Last Updated Jun 22, 2008 11:09 AM EDT
- The Find: Psychologists to the rescue: researchers have discovered a method that allows people to train themselves to stay alert during boring tasks and seemingly endless meetings.
- The Source: "Self-Alert Training: Volitional modulation of autonomic arousal improves sustained attention" (say that five times fast) by Redmond O'Connell and colleagues in Neuropsychologia, highlighted in the BPS Research Digest blog.
Rigged up to a computer, the biofeedback trainees were able to see their level of intellectual arousal or alertness as measured by their perspiration. As the participants started to drift off, the researchers clapped their hands and called "wake up." Alertness spiked- no suprise there - but through practice and watching the computer's feedback on their mental state, participants were able to learn to give themselves a little juice of alertness in time with simply saying "now." No clapping researchers required.
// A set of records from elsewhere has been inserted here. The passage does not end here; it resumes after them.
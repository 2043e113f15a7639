//! # Racepay Runtime
//!
//! Execution helpers shared by the registration services.
//!
//! ## Core Components
//!
//! - **Retry**: exponential backoff with jitter and retryability predicates
//! - **Periodic tasks**: fixed-interval loops whose passes never overlap
//! - **Health**: component health checks aggregated into a report
//! - **Detached completion**: run a future on its own task so that dropping the
//!   caller does not abandon it halfway
//!
//! ## Example
//!
//! ```ignore
//! use racepay_runtime::complete_detached;
//!
//! // The registration keeps running even if the HTTP client disconnects.
//! let receipt = complete_detached(async move { orchestrator.register_and_pay(request).await })
//!     .await?;
//! ```

use std::future::Future;
use tokio::task::JoinError;

/// Retry logic with exponential backoff
pub mod retry;

/// Non-overlapping periodic tasks
pub mod periodic;

/// Health checks
pub mod health;

pub use health::{HealthCheck, HealthReport, HealthStatus};
pub use periodic::run_periodic;
pub use retry::{RetryError, RetryPolicy};

/// Run `future` to completion on a separate task and wait for its output.
///
/// If the awaiting side is dropped (for example because an HTTP connection
/// closed), the spawned task keeps running until the future finishes.
///
/// # Errors
///
/// Returns [`JoinError`] if the task panicked or the runtime shut down.
pub async fn complete_detached<F>(future: F) -> Result<F::Output, JoinError>
where
    F: Future + Send + 'static,
    F::Output: Send + 'static,
{
    tokio::spawn(future).await
}

#[cfg(test)]
mod tests {
    use super::*;
    use std::sync::Arc;
    use std::sync::atomic::{AtomicBool, Ordering};
    use std::time::Duration;

    #[tokio::test(start_paused = true)]
    async fn detached_future_survives_a_dropped_caller() {
        let finished = Arc::new(AtomicBool::new(false));
        let flag = Arc::clone(&finished);

        let caller = tokio::spawn(complete_detached(async move {
            tokio::time::sleep(Duration::from_secs(5)).await;
            flag.store(true, Ordering::SeqCst);
        }));

        tokio::time::sleep(Duration::from_secs(1)).await;
        caller.abort();

        tokio::time::sleep(Duration::from_secs(10)).await;
        assert!(finished.load(Ordering::SeqCst));
    }

    #[tokio::test]
    async fn detached_future_returns_output() {
        let value = complete_detached(async { 21 * 2 }).await;
        assert_eq!(value.ok(), Some(42));
    }
}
And when they sat down again to the laboratory equivalent of a boring stack of mindless paperwork, the test subjects were able to use their new skill to perform significantly better than the control group who had lolled around playing a video game while the other group underwent the training. Neat trick, and several instances in which it could prove handy for business people (or fighter pilots) spring immediately to mind.
The study was undertaken to assist those who suffer from ADHD, but the technique may soon be coming to a consultant or coach near you.
The Question: For those of us without a computer biofeedback system, what's the best way to stay alert when a task or meeting is less than scintillating?